So my personal thoughts are, each to his own. No one intentionally sets out to put their family in danger. Each of us has to determine what does or does not put them in danger. We're each going to draw the line at different places. Just as a Germaphobic would draw a different line than the rest of us might; or another might let their kids run barefoot in the chicken coop. Just different ends of the same spectrum; but both just as concerned for their family. 

If it makes someone feel better and safer to follow the guidelines to the measure, then I can totally understand and respect that. On the other hand, if another wishes to do it totally differently and not follow all the guidelines, I also think we need to respect that choice, after all, it is their freedom to do so. Plus there is no proof to the contrary anyway; only opinion.


----------



## gimpy (Sep 18, 2007)

PackerBacker said:


> Chunks are safer than the process you describe.
> 
> It has to do with the water transferring the heat between the chunks.


No. Heat transference is dependent upon the size of the pieces. Thinks heat and cool acoording to their thinnest dimension assuming a regular shape. Particles heat faster than chunks.


----------



## PackerBacker (Jul 17, 2013)

gimpy said:


> No. Heat transference is dependent upon the size of the pieces. Thinks heat and cool acoording to their thinnest dimension assuming a regular shape.
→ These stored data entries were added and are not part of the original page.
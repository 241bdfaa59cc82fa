//! Type registry: descriptors for every type and subtype in the program,
//! the freezing protocol that finalizes their representation, and the
//! compatibility relation used by overload resolution.

use bitflags::bitflags;
use la_arena::{Arena, Idx};
use log::debug;
use smallvec::SmallVec;

use crate::diag::{Diagnostics, SourceLoc};
use crate::intern::NameId;
use crate::symbols::SymbolId;
use crate::syntax::NodeId;

pub type TypeId = Idx<TypeDesc>;

bitflags! {
    /// Checks suppressed by `pragma Suppress`, inherited through derivation.
    #[derive(Debug, Clone, Copy, PartialEq, Eq, Default)]
    pub struct CheckMask: u16 {
        const RANGE        = 1 << 0;
        const OVERFLOW     = 1 << 1;
        const INDEX        = 1 << 2;
        const LENGTH       = 1 << 3;
        const DIVISION     = 1 << 4;
        const ACCESS       = 1 << 5;
        const DISCRIMINANT = 1 << 6;
        const ELABORATION  = 1 << 7;
        const STORAGE      = 1 << 8;
    }
}

#[derive(Debug, Clone, Copy, PartialEq, Eq)]
pub enum TypeKind {
    Unknown,
    Boolean,
    Character,
    Integer,
    Modular,
    Enumeration,
    Float,
    Fixed,
    Array,
    Record,
    /// The type of string literals before context coerces them.
    String,
    Access,
    UniversalInteger,
    UniversalReal,
    Task,
    Subprogram,
    Private,
    LimitedPrivate,
    Incomplete,
    Package,
}

/// A scalar bound. Deferred bounds are folded by the resolver before the
/// type is frozen.
#[derive(Debug, Clone, Copy, PartialEq)]
pub enum Bound {
    Unset,
    Int(i128),
    Real(f64),
    Deferred(NodeId),
}

impl Bound {
    #[must_use]
    pub fn as_int(&self) -> Option<i128> {
        match self {
            Self::Int(v) => Some(*v),
            _ => None,
        }
    }

    #[must_use]
    pub fn as_real(&self) -> Option<f64> {
        match self {
            Self::Real(v) => Some(*v),
            Self::Int(v) => Some(*v as f64),
            _ => None,
        }
    }
}

/// Result of looking a component up by name.
#[derive(Debug, Clone, Copy)]
pub struct ComponentRef {
    pub ty: TypeId,
    pub offset: u32,
    pub discriminant: bool,
    /// Index of the variant holding the component, when it is not in the
    /// fixed portion.
    pub variant: Option<u32>,
}

/// A record component with its finalized offset.
#[derive(Debug, Clone)]
pub struct Component {
    pub name: NameId,
    pub ty: TypeId,
    pub offset: u32,
    pub default: Option<NodeId>,
}

/// A record discriminant. Discriminants occupy the leading slots of the
/// fixed portion.
#[derive(Debug, Clone)]
pub struct Discriminant {
    pub name: NameId,
    pub ty: TypeId,
    pub offset: u32,
    pub default: Option<NodeId>,
}
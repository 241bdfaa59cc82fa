//! The compilation context: owner of every arena, registry, and sink used
//! by one compilation. Passed by reference through every entry point; the
//! compilation ends when it is dropped.

use rustc_hash::FxHashMap;

use crate::diag::Diagnostics;
use crate::intern::{Interner, NameId};
use crate::symbols::{seed_standard, Standard, SymbolId, SymbolTable, FIRST_USER_EXCEPTION};
use crate::syntax::{Node, NodeId, NodePayload, SyntaxTree};
use crate::types::{TypeId, TypeRegistry};
use crate::units::UnitRegistry;

#[derive(Debug)]
pub struct Compilation {
    pub tree: SyntaxTree,
    pub types: TypeRegistry,
    pub symbols: SymbolTable,
    pub names: Interner,
    pub diags: Diagnostics,
    pub units: UnitRegistry,
    /// Package Standard, seeded at construction.
    pub std: Standard,
    /// Innermost-last stack of generic instantiation environments mapping
    /// formal symbols to their actuals.
    pub generic_env: Vec<FxHashMap<SymbolId, TypeId>>,
    /// Next identifier for a user-declared exception.
    pub next_exception: u32,
}

impl Compilation {
    #[must_use]
    pub fn new() -> Self {
        let mut names = Interner::new();
        let mut types = TypeRegistry::new();
        let mut symbols = SymbolTable::new();
        let mut diags = Diagnostics::new();
        let std = seed_standard(&mut names, &mut types, &mut symbols, &mut diags);
        Self {
            tree: SyntaxTree::new(),
            types,
            symbols,
            names,
            diags,
            units: UnitRegistry::new(),
            std,
            generic_env: Vec::new(),
            next_exception: FIRST_USER_EXCEPTION,
        }
    }

    pub fn intern(&mut self, name: &str) -> NameId {
        self.names.intern(name)
    }

    #[must_use]
    pub fn node(&self, id: NodeId) -> &Node {
        self.tree.node(id)
    }

    #[must_use]
    pub fn payload(&self, id: NodeId) -> &NodePayload {
        &self.tree.node(id).payload
    }

    /// The resolved type of a node, or the error type when resolution
    /// failed at or below it.
    #[must_use]
    pub fn type_of(&self, id: NodeId) -> TypeId {
        self.tree.node(id).ty.unwrap_or(self.types.error)
    }

    pub fn set_type(&mut self, id: NodeId, ty: TypeId) {
        self.tree.node_mut(id).ty = Some(ty);
    }

    pub fn set_symbol(&mut self, id: NodeId, sym: SymbolId) {
        self.tree.node_mut(id).symbol = Some(sym);
    }

    /// Resolves a generic formal type to its actual through the current
    /// instantiation environment, innermost binding first.
    #[must_use]
    pub fn actual_type(&self, ty: TypeId) -> TypeId {
        if !self.types[ty].generic_formal {
            return ty;
        }
        if let Some(formal_sym) = self.types[ty].defining_symbol {
            for env in self.generic_env.iter().rev() {
                if let Some(&actual) = env.get(&formal_sym) {
                    return actual;
                }
            }
        }
        ty
    }

    pub fn fresh_exception_id(&mut self) -> u32 {
        let id = self.next_exception;
        self.next_exception += 1;
        id
    }
}

impl Default for Compilation {
    fn default() -> Self {
        Self::new()
    }
}

#[test]
fn test_new_compilation_has_standard() {
    let comp = Compilation::new();
    assert!(!comp.diags.has_errors());
    assert_eq!(4, comp.types[comp.std.integer].size);
    assert!(comp.types[comp.std.integer].frozen);
}
impl NodePayload {
    /// Rebuilds the payload with every child node id passed through `f`;
    /// the generic expander uses this to clone template subtrees.
    #[must_use]
    pub fn map_children(self, f: &mut impl FnMut(NodeId) -> NodeId) -> Self {
        use NodePayload::*;
        match self {
            IntLit(_) | RealLit(_) | StrLit(_) | CharLit(_) | NullLit | Ident(_) | NullStmt
            | IncompleteTypeDecl { .. } | ExceptionDecl { .. } | EnumDef { .. }
            | PrivateDef { .. } | GenericFormalType { .. } => self,
            Selected { prefix, selector } => Selected { prefix: f(prefix), selector },
            Attribute { prefix, name, arg } => Attribute {
                prefix: f(prefix),
                name,
                arg: map_opt(arg, f),
            },
            Apply { prefix, args } => Apply {
                prefix: f(prefix),
                args: map_vec(args, f),
            },
            Arg { formal, value } => Arg { formal, value: f(value) },
            Binary { op, lhs, rhs } => Binary { op, lhs: f(lhs), rhs: f(rhs) },
            Unary { op, operand } => Unary { op, operand: f(operand) },
            Range { low, high } => Range { low: f(low), high: f(high) },
            Aggregate { items } => Aggregate { items: map_vec(items, f) },
            CompAssoc { choices, value } => CompAssoc {
                choices: map_choices(choices, f),
                value: f(value),
            },
            Allocator { mark, init } => Allocator { mark: f(mark), init: map_opt(init, f) },
            Qualified { mark, expr } => Qualified { mark: f(mark), expr: f(expr) },
            SubtypeInd { mark, constraint } => SubtypeInd {
                mark: f(mark),
                constraint: map_opt(constraint, f),
            },
            RangeConstraint { range } => RangeConstraint { range: f(range) },
            IndexConstraint { ranges } => IndexConstraint { ranges: map_vec(ranges, f) },
            DiscriminantConstraint { args } => DiscriminantConstraint { args: map_vec(args, f) },
            IntegerDef { range } => IntegerDef { range: f(range) },
            ModularDef { modulus } => ModularDef { modulus: f(modulus) },
            FloatDef { digits, range } => FloatDef { digits: f(digits), range: map_opt(range, f) },
            FixedDef { delta, range } => FixedDef { delta: f(delta), range: f(range) },
            ArrayDef { indices, component, constrained } => ArrayDef {
                indices: map_vec(indices, f),
                component: f(component),
                constrained,
            },
            RecordDef { components, variant } => RecordDef {
                components: map_vec(components, f),
                variant: map_opt(variant, f),
            },
            VariantPart { discr, variants } => VariantPart {
                discr,
                variants: map_vec(variants, f),
            },
            Variant { choices, components } => Variant {
                choices: map_choices(choices, f),
                components: map_vec(components, f),
            },
            AccessDef { designated, constant } => AccessDef {
                designated: f(designated),
                constant,
            },
            DerivedDef { parent, constraint } => DerivedDef {
                parent: f(parent),
                constraint: map_opt(constraint, f),
            },
            TypeDecl { name, discriminants, def } => TypeDecl {
                name,
                discriminants: map_vec(discriminants, f),
                def: f(def),
            },
            SubtypeDecl { name, indication } => SubtypeDecl { name, indication: f(indication) },
            DiscriminantSpec { name, mark, default } => DiscriminantSpec {
                name,
                mark: f(mark),
                default: map_opt(default, f),
            },
            ObjectDecl { names, indication, init, constant } => ObjectDecl {
                names,
                indication: f(indication),
                init: map_opt(init, f),
                constant,
            },
            NumberDecl { names, value } => NumberDecl { names, value: f(value) },
            ComponentDecl { name, indication, default } => ComponentDecl {
                name,
                indication: f(indication),
                default: map_opt(default, f),
            },
            ParamSpec { name, mark, mode, default } => ParamSpec {
                name,
                mark: f(mark),
                mode,
                default: map_opt(default, f),
            },
            SubprogramSpec { name, is_function, params, result } => SubprogramSpec {
                name,
                is_function,
                params: map_vec(params, f),
                result: map_opt(result, f),
            },
            SubprogramDecl { spec } => SubprogramDecl { spec: f(spec) },
            SubprogramBody { spec, decls, stmts, handlers } => SubprogramBody {
                spec: f(spec),
                decls: map_vec(decls, f),
                stmts: map_vec(stmts, f),
                handlers: map_vec(handlers, f),
            },
            PackageSpec { name, visible, private } => PackageSpec {
                name,
                visible: map_vec(visible, f),
                private: map_vec(private, f),
            },
            PackageBody { name, decls, stmts, handlers } => PackageBody {
                name,
                decls: map_vec(decls, f),
                stmts: map_vec(stmts, f),
                handlers: map_vec(handlers, f),
            },
            RepClause { target, attr, value } => RepClause { target, attr, value: f(value) },
            Pragma { name, args } => Pragma { name, args: map_vec(args, f) },
            UseClause { names } => UseClause { names: map_vec(names, f) },
            WithClause { names } => WithClause { names: map_vec(names, f) },
            GenericDecl { formals, decl } => GenericDecl {
                formals: map_vec(formals, f),
                decl: f(decl),
            },
            GenericFormalObject { name, mark, mode } => GenericFormalObject {
                name,
                mark: f(mark),
                mode,
            },
            Instantiation { name, template, actuals } => Instantiation {
                name,
                template: f(template),
                actuals: map_vec(actuals, f),
            },
            Assign { target, value } => Assign { target: f(target), value: f(value) },
            CallStmt { call } => CallStmt { call: f(call) },
            IfStmt { arms, else_stmts } => IfStmt {
                arms: arms
                    .into_iter()
                    .map(|(c, s)| (f(c), map_vec(s, &mut *f)))
                    .collect(),
                else_stmts: map_vec(else_stmts, f),
            },
            CaseStmt { expr, arms } => CaseStmt { expr: f(expr), arms: map_vec(arms, f) },
            CaseArm { choices, stmts } => CaseArm {
                choices: map_choices(choices, f),
                stmts: map_vec(stmts, f),
            },
            LoopStmt { label, scheme, body } => LoopStmt {
                label,
                scheme: match scheme {
                    LoopScheme::Forever => LoopScheme::Forever,
                    LoopScheme::While(c) => LoopScheme::While(f(c)),
                    LoopScheme::For { var, reverse, range } => LoopScheme::For {
                        var,
                        reverse,
                        range: f(range),
                    },
                },
                body: map_vec(body, f),
            },
            ExitStmt { label, when } => ExitStmt { label, when: map_opt(when, f) },
            ReturnStmt { value } => ReturnStmt { value: map_opt(value, f) },
            BlockStmt { label, decls, stmts, handlers } => BlockStmt {
                label,
                decls: map_vec(decls, f),
                stmts: map_vec(stmts, f),
                handlers: map_vec(handlers, f),
            },
            RaiseStmt { name } => RaiseStmt { name: map_opt(name, f) },
            Handler { choices, stmts } => Handler {
                choices: map_choices(choices, f),
                stmts: map_vec(stmts, f),
            },
            CompUnit { context, item } => CompUnit {
                context: map_vec(context, f),
                item: f(item),
            },
        }
    }

    /// Short construct name for diagnostics.
    #[must_use]
    pub fn describe(&self) -> &'static str {
        use NodePayload::*;
        match self {
            IntLit(_) | RealLit(_) | StrLit(_) | CharLit(_) | NullLit => "literal",
            Ident(_) | Selected { .. } => "name",
            Attribute { .. } => "attribute",
            Apply { .. } | Arg { .. } => "call",
            Binary { .. } | Unary { .. } => "operator",
            Range { .. } => "range",
            Aggregate { .. } | CompAssoc { .. } => "aggregate",
            Allocator { .. } => "allocator",
            Qualified { .. } => "qualified expression",
            SubtypeInd { .. }
            | RangeConstraint { .. }
            | IndexConstraint { .. }
            | DiscriminantConstraint { .. } => "subtype indication",
            IntegerDef { .. } | ModularDef { .. } | EnumDef { .. } | FloatDef { .. }
            | FixedDef { .. } | ArrayDef { .. } | RecordDef { .. } | VariantPart { .. }
            | Variant { .. } | AccessDef { .. } | DerivedDef { .. } | PrivateDef { .. } => {
                "type definition"
            }
            TypeDecl { .. } | IncompleteTypeDecl { .. } | SubtypeDecl { .. } => "type declaration",
            DiscriminantSpec { .. } => "discriminant",
            ObjectDecl { .. } | NumberDecl { .. } => "object declaration",
            ComponentDecl { .. } => "component",
            ParamSpec { .. } => "parameter",
            SubprogramSpec { .. } | SubprogramDecl { .. } | SubprogramBody { .. } => "subprogram",
            PackageSpec { .. } | PackageBody { .. } => "package",
            ExceptionDecl { .. } => "exception declaration",
            RepClause { .. } => "representation clause",
            Pragma { .. } => "pragma",
            UseClause { .. } => "use clause",
            WithClause { .. } => "with clause",
            GenericDecl { .. } | GenericFormalType { .. } | GenericFormalObject { .. } => "generic",
            Instantiation { .. } => "instantiation",
            Assign { .. } => "assignment",
            CallStmt { .. } => "procedure call",
            IfStmt { .. } => "if statement",
            CaseStmt { .. } | CaseArm { .. } => "case statement",
            LoopStmt { .. } => "loop statement",
            ExitStmt { .. } => "exit statement",
            ReturnStmt { .. } => "return statement",
            BlockStmt { .. } => "block statement",
            RaiseStmt { .. } => "raise statement",
            NullStmt => "null statement",
            Handler { .. } => "exception handler",
            CompUnit { .. } => "compilation unit",
        }
    }
}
Particles heat faster than chunks.


And your puree is ONE SOLD CHUNK.

The heat transfer is dependent on the water in the jar between the chunks.

If the puree is to thick the heat CAN'T transfer to the middle of the jar.

Pretty basic physics here.


----------



## gimpy (Sep 18, 2007)

PackerBacker said:


> And your puree is ONE SOLD CHUNK.
> 
> The heat transfer is dependent on the water in the jar between the chunks.
> 
> ...


No, a slurry is in no way imaginable a chunk, unless for some reason you are talking about a frozen block but it would be very strange for someone to freeze a slurry into a jar and then immediately put it into a canner. If they did the jars would explode. 

Heat transference is not between chunks. It is between water and the items being canned. In a slurry there is water between the cells. Water to water heat transfer is easy and there is little distance to travel to get into the particles. When you use chunks, you have the tissue anatomy to deal with. The water needs to transfer heat to the outer layers of cells which then have to transfer heat to the next layer etc, all the time dealing with cell walls. It is rather basic food science.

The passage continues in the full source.